Mark Twain started responding to “Mark” when he was still in San Francisco, well before he struck it big. The last time he returned to his home town (sort of – he was really born in Florida, Missouri) of Hannibal, Missouri, most people apparently called him “Mark”, rather than by his real name, Sam L. Clemens.
Most people who worked with John Wayne simply called him “Duke” from what I’ve read. Even those who differed politically with him came to use this nickname.
I think Heston’s full real name was John Charles Carter, hence his wife Lydia calling him “Charlie.”
I’ve only seen Woody Allen referred to as “Woody,” though probably his parents called him by his real name.
As is often the case, it all depends. Some people prefer their stage name; others use their birth name among close friends. It may depend on how much they like their stage name: Lauren Bacall never liked her stage name, so prefers Betty.
I think if people actually change their name by deed poll, they tend to be called that in casual life, whereas some do take it as a stage name only, using it when they’re performing or on camera, but in all other walks of life using their birth names.
I think Bono from U2 probably has Paul Hewson on his passport, while Michael Caine probably does not have Maurice Mickelwhite on his.
Woody Allen was born Allen Konigsberg; I’ve never seen it listed any other way.
I know of some authors whose friends call them by other names. Samuel R. Delany, for instance, insists that everyone call him “Chip.” Orson Scott Card uses “Scott,” not “Orson.”
I don’t think Jerry Lewis ever uses “Joseph,” but Dean Martin did seem to be called “Dino” by his friends.
Also, the Marx Brothers used their stage names among friends once they adopted them, but their passports had their birth names: Julius, Adolph (later Arthur), and Leonard.
Slight quibble: really old friends who knew him from their vaudeville days called Groucho Julius. In the same way he called George Burns “Nathan,” his birth name. As far as I can tell, the brothers sometimes referred to each other by real names, sometimes by stage names. Everybody else used stage names.
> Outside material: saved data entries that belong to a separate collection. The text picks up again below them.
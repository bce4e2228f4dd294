//! # Controly API Server Library
//!
//! HTTP surface of Controly: authentication, the plan catalog, per-module
//! permission verdicts and the tenant CRM resources, all gated by the
//! entitlement service from `controly-shared`.
//!
//! ## Modules
//!
//! - `app`: Application state and router builder
//! - `config`: Configuration management
//! - `error`: Error handling and HTTP response mapping
//! - `middleware`: Security headers
//! - `routes`: API route handlers

pub mod app;
pub mod config;
pub mod error;
pub mod middleware;
pub mod routes;
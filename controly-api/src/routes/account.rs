/// Current business account
///
/// - `GET /v1/account` - Account, plan and module verdicts
/// - `PATCH /v1/account` - Rename (BUSINESS_ADMIN)
/// - `PUT /v1/account/plan` - Switch plan (BUSINESS_ADMIN)
///
/// Switching to a smaller plan never deletes data. The response lists the
/// modules where the account now holds more items than the new limit; those
/// stay create-blocked until enough items are removed.

use crate::{
    app::AppState,
    error::{ApiError, ApiResult},
};
use axum::{extract::State, Extension, Json};
use controly_shared::{
    auth::{
        authorization::{require_account, require_account_admin},
        middleware::AuthContext,
    },
    entitlement::{resolve, EntitlementStore, EntitlementVerdict, ModulePermission},
    models::{
        business_account::BusinessAccount,
        module::ModuleType,
        plan::Plan,
        user::UserRole,
    },
};
use serde::{Deserialize, Serialize};
use uuid::Uuid;
use validator::Validate;

#[derive(Debug, Serialize)]
#[serde(rename_all = "camelCase")]
pub struct AccountResponse {
    pub account: BusinessAccount,
    pub plan: Option<Plan>,
    pub permissions: Vec<ModulePermission>,
}

#[derive(Debug, Deserialize, Validate)]
#[serde(rename_all = "camelCase")]
pub struct RenameAccountRequest {
    #[validate(length(min = 1, max = 255, message = "Name must be 1-255 characters"))]
    pub name: String,
}

#[derive(Debug, Deserialize)]
#[serde(rename_all = "camelCase")]
pub struct ChangePlanRequest {
    pub plan_id: Uuid,
}

#[derive(Debug, Serialize)]
#[serde(rename_all = "camelCase")]
pub struct ChangePlanResponse {
    pub account: BusinessAccount,
    pub plan: Plan,

    /// Modules whose live count exceeds the new plan's limit
    pub over_limit: Vec<ModulePermission>,
}

async fn load_account(state: &AppState, account_id: Uuid) -> ApiResult<BusinessAccount> {
    BusinessAccount::find_by_id(&state.db, account_id)
        .await?
        .ok_or_else(|| ApiError::NotFound("Business account not found".to_string()))
}

pub async fn get_account(
    State(state): State<AppState>,
    Extension(auth): Extension<AuthContext>,
) -> ApiResult<Json<AccountResponse>> {
    let account_id = require_account(&auth)?;
    let account = load_account(&state, account_id).await?;

    let plan = match account.plan_id {
        Some(plan_id) => Plan::find_by_id(&state.db, plan_id).await?,
        None => None,
    };

    let permissions = state.entitlements.permissions(&auth).await?;

    Ok(Json(AccountResponse {
        account,
        plan,
        permissions,
    }))
}

pub async fn rename_account(
    State(state): State<AppState>,
    Extension(auth): Extension<AuthContext>,
    Json(req): Json<RenameAccountRequest>,
) -> ApiResult<Json<BusinessAccount>> {
    let account_id = require_account_admin(&auth)?;
    req.validate()?;

    let account = BusinessAccount::rename(&state.db, account_id, req.name.trim())
        .await?
        .ok_or_else(|| ApiError::NotFound("Business account not found".to_string()))?;

    Ok(Json(account))
}

/// Switches the account to another `ACTIVE` plan
///
/// # Errors
///
/// - `404 Not Found`: Unknown plan
/// - `400 Bad Request`: Plan is `INACTIVE` or `DEPRECATED`
pub async fn change_plan(
    State(state): State<AppState>,
    Extension(auth): Extension<AuthContext>,
    Json(req): Json<ChangePlanRequest>,
) -> ApiResult<Json<ChangePlanResponse>> {
    let account_id = require_account_admin(&auth)?;

    let plan = Plan::find_by_id(&state.db, req.plan_id)
        .await?
        .ok_or_else(|| ApiError::NotFound("Plan not found".to_string()))?;

    if !plan.status.is_assignable() {
        return Err(ApiError::BadRequest(format!(
            "Plan '{}' is {} and cannot be selected",
            plan.name,
            plan.status.as_str()
        )));
    }

    let account = BusinessAccount::change_plan(&state.db, account_id, plan.id)
        .await?
        .ok_or_else(|| ApiError::NotFound("Business account not found".to_string()))?;

    // Evaluated as the account's members see it, not as the caller
    let store = state.entitlements.store();
    let mut over_limit = Vec::new();
    for module_type in ModuleType::ALL {
        let config = store.plan_module_config(plan.id, module_type).await?;
        let count = store.count_resources(account_id, module_type).await?;
        let verdict = resolve(Some(UserRole::BusinessAdmin), config.as_ref(), count);

        if exceeds_limit(&verdict) {
            over_limit.push(ModulePermission { module_type, verdict });
        }
    }

    tracing::info!(
        account_id = %account_id,
        plan_id = %plan.id,
        plan = %plan.name,
        over_limit = over_limit.len(),
        "Account plan changed"
    );

    Ok(Json(ChangePlanResponse {
        account,
        plan,
        over_limit,
    }))
}

fn exceeds_limit(verdict: &EntitlementVerdict) -> bool {
    verdict
        .item_limit
        .is_some_and(|limit| verdict.current_count > limit)
}
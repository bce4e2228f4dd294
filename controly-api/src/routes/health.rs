/// Health check endpoint
///
/// ```text
/// GET /health
/// ```
///
/// ```json
/// {
///   "status": "healthy",
///   "version": "0.1.0",
///   "database": "connected",
///   "pool": { "activeConnections": 1, "idleConnections": 1, "totalConnections": 2 },
///   "migrations": { "latestVersion": 20250101000002, "pending": 0 }
/// }
/// ```
///
/// `status` is `degraded` when the database is unreachable or migrations are
/// pending; the endpoint itself still answers 200 so load balancers can tell
/// "process up" from "process healthy" by body.

use crate::app::AppState;
use axum::{extract::State, Json};
use controly_shared::db::{
    migrations::migration_status,
    pool::{health_check as db_health_check, pool_stats, PoolStats},
};
use serde::Serialize;

/// Health check response
#[derive(Debug, Serialize)]
pub struct HealthResponse {
    /// `healthy` or `degraded`
    pub status: &'static str,

    pub version: &'static str,

    /// `connected` or `disconnected`
    pub database: &'static str,

    pub pool: PoolStats,

    #[serde(skip_serializing_if = "Option::is_none")]
    pub migrations: Option<MigrationSummary>,
}

#[derive(Debug, Serialize)]
#[serde(rename_all = "camelCase")]
pub struct MigrationSummary {
    pub latest_version: Option<i64>,
    pub pending: usize,
}

pub async fn health_check(State(state): State<AppState>) -> Json<HealthResponse> {
    let connected = match db_health_check(&state.db).await {
        Ok(()) => true,
        Err(e) => {
            tracing::warn!(error = %e, "Database health check failed");
            false
        }
    };

    let migrations = if connected {
        match migration_status(&state.db).await {
            Ok(status) => Some(MigrationSummary {
                latest_version: status.latest_version,
                pending: status.pending_migrations,
            }),
            Err(e) => {
                tracing::warn!(error = %e, "Failed to read migration status");
                None
            }
        }
    } else {
        None
    };

    let up_to_date = migrations.as_ref().is_some_and(|m| m.pending == 0);

    Json(HealthResponse {
        status: if connected && up_to_date { "healthy" } else { "degraded" },
        version: env!("CARGO_PKG_VERSION"),
        database: if connected { "connected" } else { "disconnected" },
        pool: pool_stats(&state.db),
        migrations,
    })
}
That’s probably the norm. Really old friends called each other by old names, if only to remind themselves of who they once were. Once your stage name got accepted and everybody called you that every minute of every day, that’s the way you thought of yourself.
Not only is this unsupported by anything I’ve ever read on Woody - and I’ve read almost everything there is - but it’s not even the right joke shortening. On one of his stand-up albums, Woody makes a crack about standing up to a bully and saying, “Call me by my right name. Master Haywood Allen.”
Eric Lax, who’s spent more time with Woody than Soon-Yi, writes that Allan Stewart Konigsberg took the name Woody in the spring of 1952, at the age of 16, to use as a pseudonym for the jokes he was sending to New York newspaper columnists. And no, Woody is not an homage to anything, but a purely arbitrary choice, he says.
I believe him on that. The only “Woody” I can think of who was famous in 1952 was Woody Woodpecker and I don’t see much of that character in Woody Allen’s comedy.
Maybe somebody can correct me on this but I seem to recall reading somewhere that Michael Keaton uses his given name, Michael Douglas, for things not having to do with show business.